Darby abrió las puertas traseras de la furgoneta y corrió hacia el lado del conductor. Le pesaban las piernas. Se sentó al volante y suspiró aliviada al ver que las llaves seguían puestas en el contacto. Arrancó y pisó con fuerza el acelerador. Su cuerpo se vio impulsado hacia delante mientras cruzaba el jardín. El sonido de un disparo le llegó por el auricular. Banville abrió fuego de nuevo: dos tiros cada uno.
Darby detuvo la furgoneta entre Washington y la puerta de la casa y, usando el vehículo como escudo, salió a atender al agente caído.
La tela de la chaqueta estaba rasgada por el impacto de la bala. No había sangre. Darby le bajó la cremallera. A través de la tela rota vio el chaleco antibalas con un orificio
Washington la miró, tenía los ojos muy abiertos y vidriosos; de su garganta salían sonidos entrecortados, vacilantes.
Darby lo agarró por los sobacos.
– Aguanta, te pondrás bien -dijo ella, y repitió esas palabras una y otra vez mientras lo arrastraba por el jardín, mientras una ráfaga de viento atroz hacía volar las hojas.
Por el auricular seguían llegando ruidos de gritos y estropicio de cristales.
Darby consiguió apoyar la parte superior del torso del agente en la parte de atrás de la furgoneta. Saltó al exterior, le cogió por las piernas y lo subió al vehículo.
Arrodillada a su lado, Darby le quitó el arma SIG Sauer de la cartuchera. Le desabrochó la camisa de un tirón y desató las tiras de velcro del chaleco para reducir la presión sobre la herida.
Más cristales rotos, pero éstos no procedían del auricular sino del exterior.
Con la pistola en la mano, cerró las puertas de la furgoneta. Boyle estaba en el garaje, armado.
Darby se echó al suelo. Un disparo rebotó en la puerta de la furgoneta. Rodó hacia un lado, se incorporó y corrió hacia la puerta delantera. El siguiente disparo impactó en la placa de la matrícula.
Le zumbaban los oídos. Sacó la pistola por encima de la capota delantera y apuntó al techo…
Boyle salió a la calzada.
«Va a por el coche», se dijo ella, y disparó dos veces.

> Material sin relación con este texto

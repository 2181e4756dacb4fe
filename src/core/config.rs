//! Game configuration.
//!
//! The session engine consumes values, not mechanism:
//! - `ShellRange`: inclusive bounds for live and blank counts per load
//! - `ScoringRules`: points awarded by the resolution table
//! - `GameConfig`: everything above plus lives and the bot's aim
//!
//! Defaults reproduce the classic table (3 lives, 1-4 live, 1-4 blank,
//! 10 points for a live hit, 5 for a self-directed blank, bot aims at
//! the player 70% of the time). `GameConfig::from_env` layers
//! `ROULETTE_*` environment overrides on top.

use serde::{Deserialize, Serialize};
use thiserror::Error;

/// Hard cap on ranking queries regardless of what a caller asks for.
pub const RANKING_LIMIT_MAX: usize = 100;

/// Largest count either shell range may reach in one load.
pub const SHELLS_PER_KIND_MAX: u32 = 32;

/// Configuration problems detected by [`GameConfig::validate`].
#[derive(Clone, Debug, PartialEq, Error)]
pub enum ConfigError {
    #[error("{name} range is empty: min {min} > max {max}")]
    EmptyRange { name: &'static str, min: u32, max: u32 },

    #[error("{name} range max {max} exceeds the cap of {cap}")]
    RangeTooLarge { name: &'static str, max: u32, cap: u32 },

    #[error("a load could come out empty: live and blank minimums are both 0")]
    EmptyLoad,

    #[error("bot aim probability must be within [0, 1], got {0}")]
    Probability(f64),

    #[error("max lives must be at least 1")]
    NoLives,
}

/// Inclusive count range for one shell type.
#[derive(Clone, Copy, Debug, PartialEq, Eq, Serialize, Deserialize)]
pub struct ShellRange {
    pub min: u32,
    pub max: u32,
}

impl ShellRange {
    /// Create a new inclusive range.
    #[must_use]
    pub const fn new(min: u32, max: u32) -> Self {
        Self { min, max }
    }

    /// Check whether a count falls inside the range.
    #[must_use]
    pub fn contains(&self, count: u32) -> bool {
        (self.min..=self.max).contains(&count)
    }

    fn validate(&self, name: &'static str) -> Result<(), ConfigError> {
        if self.min > self.max {
            return Err(ConfigError::EmptyRange {
                name,
                min: self.min,
                max: self.max,
            });
        }
        if self.max > SHELLS_PER_KIND_MAX {
            return Err(ConfigError::RangeTooLarge {
                name,
                max: self.max,
                cap: SHELLS_PER_KIND_MAX,
            });
        }
        Ok(())
    }
}

impl Default for ShellRange {
    fn default() -> Self {
        Self::new(1, 4)
    }
}

/// Points awarded by shot resolution.
#[derive(Clone, Copy, Debug, PartialEq, Eq, Serialize, Deserialize)]
pub struct ScoringRules {
    /// Player hits the bot with a live shell.
    pub live_hit: u32,
    /// Player survives a blank aimed at themselves.
    pub self_blank: u32,
}

impl Default for ScoringRules {
    fn default() -> Self {
        Self {
            live_hit: 10,
            self_blank: 5,
        }
    }
}

/// Complete game configuration.
#[derive(Clone, Debug, PartialEq, Serialize, Deserialize)]
pub struct GameConfig {
    /// Starting (and maximum) lives for both combatants.
    pub max_lives: u32,

    /// Live shells per load.
    pub live_shells: ShellRange,

    /// Blank shells per load.
    pub blank_shells: ShellRange,

    /// Points table.
    pub scoring: ScoringRules,

    /// Probability the bot aims at the player rather than itself.
    pub bot_aim_at_player: f64,

    /// Ranking query cap.
    pub ranking_limit: usize,
}

impl Default for GameConfig {
    fn default() -> Self {
        Self {
            max_lives: 3,
            live_shells: ShellRange::default(),
            blank_shells: ShellRange::default(),
            scoring: ScoringRules::default(),
            bot_aim_at_player: 0.7,
            ranking_limit: RANKING_LIMIT_MAX,
        }
    }
}

impl GameConfig {
    /// Create the default configuration.
    pub fn new() -> Self {
        Self::default()
    }

    /// Set starting lives.
    #[must_use]
    pub fn with_max_lives(mut self, lives: u32) -> Self {
        self.max_lives = lives;
        self
    }

    /// Set the live shell range.
    #[must_use]
    pub fn with_live_shells(mut self, min: u32, max: u32) -> Self {
        self.live_shells = ShellRange::new(min, max);
        self
    }

    /// Set the blank shell range.
    #[must_use]
    pub fn with_blank_shells(mut self, min: u32, max: u32) -> Self {
        self.blank_shells = ShellRange::new(min, max);
        self
    }

    /// Set the points table.
    #[must_use]
    pub fn with_scoring(mut self, scoring: ScoringRules) -> Self {
        self.scoring = scoring;
        self
    }

    /// Set the bot's probability of aiming at the player.
    #[must_use]
    pub fn with_bot_aim(mut self, probability: f64) -> Self {
        self.bot_aim_at_player = probability;
        self
    }

    /// Check the configuration for values the engine cannot honor.
    pub fn validate(&self) -> Result<(), ConfigError> {
        if self.max_lives == 0 {
            return Err(ConfigError::NoLives);
        }
        self.live_shells.validate("live shell")?;
        self.blank_shells.validate("blank shell")?;
        if self.live_shells.min == 0 && self.blank_shells.min == 0 {
            return Err(ConfigError::EmptyLoad);
        }
        if !(0.0..=1.0).contains(&self.bot_aim_at_player) {
            return Err(ConfigError::Probability(self.bot_aim_at_player));
        }
        Ok(())
    }

    /// Defaults with `ROULETTE_*` environment overrides applied, validated.
    pub fn from_env() -> Result<Self, ConfigError> {
        let mut config = Self::default();
        apply_env_overrides(&mut config);
        config.validate()?;
        Ok(config)
    }
}

/// Apply `ROULETTE_*` environment variables to `config`.
///
/// Unparseable values are logged and ignored.
pub fn apply_env_overrides(config: &mut GameConfig) {
    if let Some(v) = env_parse::<u32>("ROULETTE_MAX_LIVES") {
        config.max_lives = v;
    }
    if let Some(v) = env_parse::<u32>("ROULETTE_LIVE_MIN") {
        config.live_shells.min = v;
    }
    if let Some(v) = env_parse::<u32>("ROULETTE_LIVE_MAX") {
        config.live_shells.max = v;
    }
    if let Some(v) = env_parse::<u32>("ROULETTE_BLANK_MIN") {
        config.blank_shells.min = v;
    }
    if let Some(v) = env_parse::<u32>("ROULETTE_BLANK_MAX") {
        config.blank_shells.max = v;
    }
    if let Some(v) = env_parse::<u32>("ROULETTE_LIVE_HIT_POINTS") {
        config.scoring.live_hit = v;
    }
    if let Some(v) = env_parse::<u32>("ROULETTE_SELF_BLANK_POINTS") {
        config.scoring.self_blank = v;
    }
    if let Some(v) = env_parse::<f64>("ROULETTE_BOT_AIM") {
        config.bot_aim_at_player = v;
    }
}

fn env_parse<T>(key: &str) -> Option<T>
where
    T: std::str::FromStr,
    T::Err: std::fmt::Display,
{
    let raw = std::env::var(key).ok()?;
    let trimmed = raw.trim();
    if trimmed.is_empty() {
        return None;
    }
    match trimmed.parse::<T>() {
        Ok(value) => Some(value),
        Err(err) => {
            tracing::warn!("invalid {key}, ignoring: {err}");
            None
        }
    }
}

#[cfg(test)]
mod tests {
    use super::*;

    use std::sync::{Mutex, MutexGuard, OnceLock};

    fn env_lock() -> MutexGuard<'static, ()> {
        static LOCK: OnceLock<Mutex<()>> = OnceLock::new();
        LOCK.get_or_init(|| Mutex::new(()))
            .lock()
            .expect("env lock")
    }

    struct EnvGuard {
        _lock: MutexGuard<'static, ()>,
        keys: Vec<String>,
    }

    impl EnvGuard {
        fn new(vars: &[(&str, &str)]) -> Self {
            let lock = env_lock();
            let mut keys = Vec::with_capacity(vars.len());
            for (key, value) in vars {
                std::env::set_var(key, value);
                keys.push((*key).to_string());
            }
            Self { _lock: lock, keys }
        }
    }

    impl Drop for EnvGuard {
        fn drop(&mut self) {
            for key in &self.keys {
                std::env::remove_var(key);
            }
        }
    }

    #[test]
    fn test_defaults() {
        let config = GameConfig::default();
        assert_eq!(config.max_lives, 3);
        assert_eq!(config.live_shells, ShellRange::new(1, 4));
        assert_eq!(config.blank_shells, ShellRange::new(1, 4));
        assert_eq!(config.scoring.live_hit, 10);
        assert_eq!(config.scoring.self_blank, 5);
        assert_eq!(config.bot_aim_at_player, 0.7);
        assert_eq!(config.ranking_limit, 100);
        assert!(config.validate().is_ok());
    }

    #[test]
    fn test_builder() {
        let config = GameConfig::new()
            .with_max_lives(5)
            .with_live_shells(2, 2)
            .with_blank_shells(1, 3)
            .with_bot_aim(0.5);

        assert_eq!(config.max_lives, 5);
        assert!(config.live_shells.contains(2));
        assert!(!config.live_shells.contains(3));
        assert_eq!(config.blank_shells, ShellRange::new(1, 3));
        assert_eq!(config.bot_aim_at_player, 0.5);
    }

    #[test]
    fn test_validate_rejects_bad_values() {
        assert_eq!(
            GameConfig::new().with_live_shells(3, 2).validate(),
            Err(ConfigError::EmptyRange { name: "live shell", min: 3, max: 2 })
        );
        assert_eq!(
            GameConfig::new().with_live_shells(0, 2).with_blank_shells(0, 2).validate(),
            Err(ConfigError::EmptyLoad)
        );
        // One side may be zero as long as the other guarantees a shell
        assert!(GameConfig::new().with_live_shells(0, 2).validate().is_ok());
        assert_eq!(
            GameConfig::new().with_bot_aim(1.5).validate(),
            Err(ConfigError::Probability(1.5))
        );
        assert_eq!(GameConfig::new().with_max_lives(0).validate(), Err(ConfigError::NoLives));
    }

    #[test]
    fn test_validate_caps_range_size() {
        assert_eq!(
            GameConfig::new()
                .with_live_shells(u32::MAX, u32::MAX)
                .with_blank_shells(1, 1)
                .validate(),
            Err(ConfigError::RangeTooLarge { name: "live shell", max: u32::MAX, cap: 32 })
        );
        assert_eq!(
            GameConfig::new().with_blank_shells(0, 33).validate(),
            Err(ConfigError::RangeTooLarge { name: "blank shell", max: 33, cap: 32 })
        );
        assert!(GameConfig::new()
            .with_live_shells(SHELLS_PER_KIND_MAX, SHELLS_PER_KIND_MAX)
            .with_blank_shells(SHELLS_PER_KIND_MAX, SHELLS_PER_KIND_MAX)
            .validate()
            .is_ok());
    }

    #[test]
    fn test_env_overrides() {
        let _guard = EnvGuard::new(&[
            ("ROULETTE_MAX_LIVES", "5"),
            ("ROULETTE_LIVE_MAX", "6"),
            ("ROULETTE_BOT_AIM", " 0.25 "),
            ("ROULETTE_SELF_BLANK_POINTS", "not-a-number"),
        ]);

        let config = GameConfig::from_env().unwrap();
        assert_eq!(config.max_lives, 5);
        assert_eq!(config.live_shells, ShellRange::new(1, 6));
        assert_eq!(config.bot_aim_at_player, 0.25);
        // Invalid value ignored
        assert_eq!(config.scoring.self_blank, 5);
    }

    #[test]
    fn test_env_overrides_are_validated() {
        let _guard = EnvGuard::new(&[("ROULETTE_LIVE_MIN", "9")]);
        assert!(matches!(
            GameConfig::from_env(),
            Err(ConfigError::EmptyRange { name: "live shell", .. })
        ));
    }

    #[test]
    fn test_env_huge_ranges_rejected() {
        let _guard = EnvGuard::new(&[
            ("ROULETTE_LIVE_MIN", "4294967295"),
            ("ROULETTE_LIVE_MAX", "4294967295"),
            ("ROULETTE_BLANK_MIN", "4294967295"),
            ("ROULETTE_BLANK_MAX", "4294967295"),
        ]);
        assert!(matches!(
            GameConfig::from_env(),
            Err(ConfigError::RangeTooLarge { name: "live shell", .. })
        ));
    }

    #[test]
    fn test_config_serde() {
        let config = GameConfig::new().with_max_lives(4);
        let json = serde_json::to_string(&config).unwrap();
        let back: GameConfig = serde_json::from_str(&json).unwrap();
        assert_eq!(config, back);
    }
}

Estaba demasiado lejos. Las balas se estrellaron contra un lado del garaje. Boyle tropezó y volvió a disparar… dentro del garaje. «Banville debe de estar allí.»
Boyle dio media vuelta y se fue hacia el bosque.
Darby le siguió. De camino vio a Banville dentro del garaje. Corrió hacia el bosque, pendiente del crujido de las ramas que se partían frente a ella; corría con la misma velocidad que en sus pesadillas, abriéndose paso entre las ramas secas que le herían la cara, los brazos, las manos.
Un nuevo disparo fue a impactar contra un árbol. Se le paralizaron las piernas y cayó al suelo, dándose un fuerte golpe contra las rocas y las ramas rotas. Darby se levantó enseguida y oyó los pasos de Boyle corriendo hacia ella, a toda prisa.
Oyó otros pasos acercándose por detrás, cruzando el bosque. Banville. De repente no oyó nada delante.
¿Dónde estaba Boyle?
Sus ojos se habían acostumbrado a la oscuridad y ahora podía ver el terreno que se extendía ante sus ojos, un montículo que luego descendía para luego subir de nuevo. Darby subió por la colina, abriéndose paso entre la densa arboleda, sujetando con fuerza la pistola.
El terreno se bifurcaba. Derecha o izquierda. Se imponía una decisión rápida.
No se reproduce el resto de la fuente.